Pentax pushed rugged photography into new terrains this week, launching a pair of 16Mp compact cameras that promise to perform under the most demanding of outdoor conditions. The Pentax Optio WG-2 and WG-2 GPS may look like Optimus Prime's caboose, but they're built to pull through even the harshest of Decepticon onslaughts. …
Looks well weapon.
Actually, I find myself tempted.
temperatures as low as -10 degrees C
yeah, this rocks! Pull out your e-wallets, you aspiring Himalaya climbers, Siberia explorers, -10 C, real hardcore. And I'm sure it feeds off AAs, in case your ultra-high-tech Li-ion battery decides that, at -10 C, it goes up to 36 shots and then, with the rest of juice displays on the snow/ice/mud proof screen: "I'm afraid you can't do that, Dave".
uhm, and that dog clip goes very well with that arctreryx climbing parka, yessir, very good choice, if I may say so.

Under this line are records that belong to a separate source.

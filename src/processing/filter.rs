//! Element filtering and side-effect iteration.

/// Returns a new `Vec` containing only elements for which `predicate` returns `true`.
///
/// Relative order is preserved.
pub fn filter<T, F>(elems: &[T], mut predicate: F) -> Vec<T>
where
    T: Clone,
    F: FnMut(&T) -> bool,
{
    elems.iter().filter(|elem| predicate(*elem)).cloned().collect()
}

/// Calls `f` once per element, in order.
pub fn foreach<T, F>(elems: &[T], f: F)
where
    F: FnMut(&T),
{
    elems.iter().for_each(f);
}
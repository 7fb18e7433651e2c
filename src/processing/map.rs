//! Element mapping over slices.
//!
//! Every function here allocates a fresh `Vec` and leaves the input untouched. The fallible
//! variants stop at the first failing element and return its error as-is.

use crate::error::ElementError;

/// Returns a new `Vec` by applying `mapper` to every element, in order.
///
/// The output has the same length as `elems`.
pub fn map<T, V, F>(elems: &[T], mut mapper: F) -> Vec<V>
where
    F: FnMut(&T) -> V,
{
    let mut out = Vec::with_capacity(elems.len());
    for elem in elems {
        out.push(mapper(elem));
    }
    out
}

/// Like [`map()`], but `mapper` also receives the zero-based position of each element.
pub fn map_with_index<T, V, F>(elems: &[T], mut mapper: F) -> Vec<V>
where
    F: FnMut(usize, &T) -> V,
{
    let mut out = Vec::with_capacity(elems.len());
    for (i, elem) in elems.iter().enumerate() {
        out.push(mapper(i, elem));
    }
    out
}

/// Applies `mapper` to every element and concatenates the produced sub-sequences in order.
pub fn flat_map<T, V, I, F>(elems: &[T], mut mapper: F) -> Vec<V>
where
    F: FnMut(&T) -> I,
    I: IntoIterator<Item = V>,
{
    let mut out = Vec::new();
    for elem in elems {
        out.extend(mapper(elem));
    }
    out
}

/// Fallible [`map()`].
///
/// Elements are visited left to right. The first `Err` aborts the whole operation: no further
/// elements are visited, no partial output is returned, and the error is handed back unchanged.
pub fn map_e<T, V, E, F>(elems: &[T], mut mapper: F) -> Result<Vec<V>, E>
where
    F: FnMut(&T) -> Result<V, E>,
{
    let mut out = Vec::with_capacity(elems.len());
    for elem in elems {
        out.push(mapper(elem)?);
    }
    Ok(out)
}

/// Fallible [`map_with_index()`], with the same short-circuit contract as [`map_e()`].
pub fn map_with_index_e<T, V, E, F>(elems: &[T], mut mapper: F) -> Result<Vec<V>, E>
where
    F: FnMut(usize, &T) -> Result<V, E>,
{
    let mut out = Vec::with_capacity(elems.len());
    for (i, elem) in elems.iter().enumerate() {
        out.push(mapper(i, elem)?);
    }
    Ok(out)
}

/// Like [`map_e()`], but the returned error also records where the first failure happened.
///
/// Use [`ElementError::into_inner`] to recover the original error.
pub fn try_map_indexed<T, V, E, F>(elems: &[T], mut mapper: F) -> Result<Vec<V>, ElementError<E>>
where
    F: FnMut(&T) -> Result<V, E>,
{
    map_with_index_e(elems, |index, elem| {
        mapper(elem).map_err(|source| ElementError { index, source })
    })
}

It is kinda tempting, I just wish it had an optical viewfinder.
Also, is there a lens cover built in?
I was expecting something seriously rugged from the looks of it. 12m diving is okay, if nothing to write home about and the 1.5m drop is underwhelming at best. But -10C is positively pathetic. We've beaten that in parts of the UK twice in the last week whilst your average continental skiing holiday is going to go way below that. Having spent a bit of time in Norway, Finland and Northern Canada -10 would be considered a bit average. I would say -25C would be a minimum spec for something marketing itself to adventure sports people.
Looks nice, ok survival spec though 1.5m drop is nothing these days and I would of felt byt the looks of it that it could indure more of a height drop. The temp aspect does seem nothing special and no mention humidity limits. But it looks the part.
It also looks like it can double up as a belt buckle, which would be different and allows you to say "say hello to my little friend" with great confidence I suspect.
Also no mention of battery life - camera's should at least have a listing of how many shots you can take with a full charge/fresh battery's and the resolution. Also something thats an adventure camera should also IMHO be able to shoot at night with some infrared mode which isn't hard to do on a camera from my understandings.
My Fuji S9500's have both been down to that in the UK on group dog walks and survived.
The only thing I had to do was store the NiMh AA batteries in a pocket when not in use
as they "froze". Sticking the batts in my pocket next to a warmer allowed me to use themin the camera. Usage them meant they generated enough heat to keep working...
I stopped using my camera bag at those temps as the lens would condense then freeze and normal wipes failed miserably at -5 or lower.
More modern cameras that used deicated batts (including a ~500UKP Canon SLR) died a death on the same walk.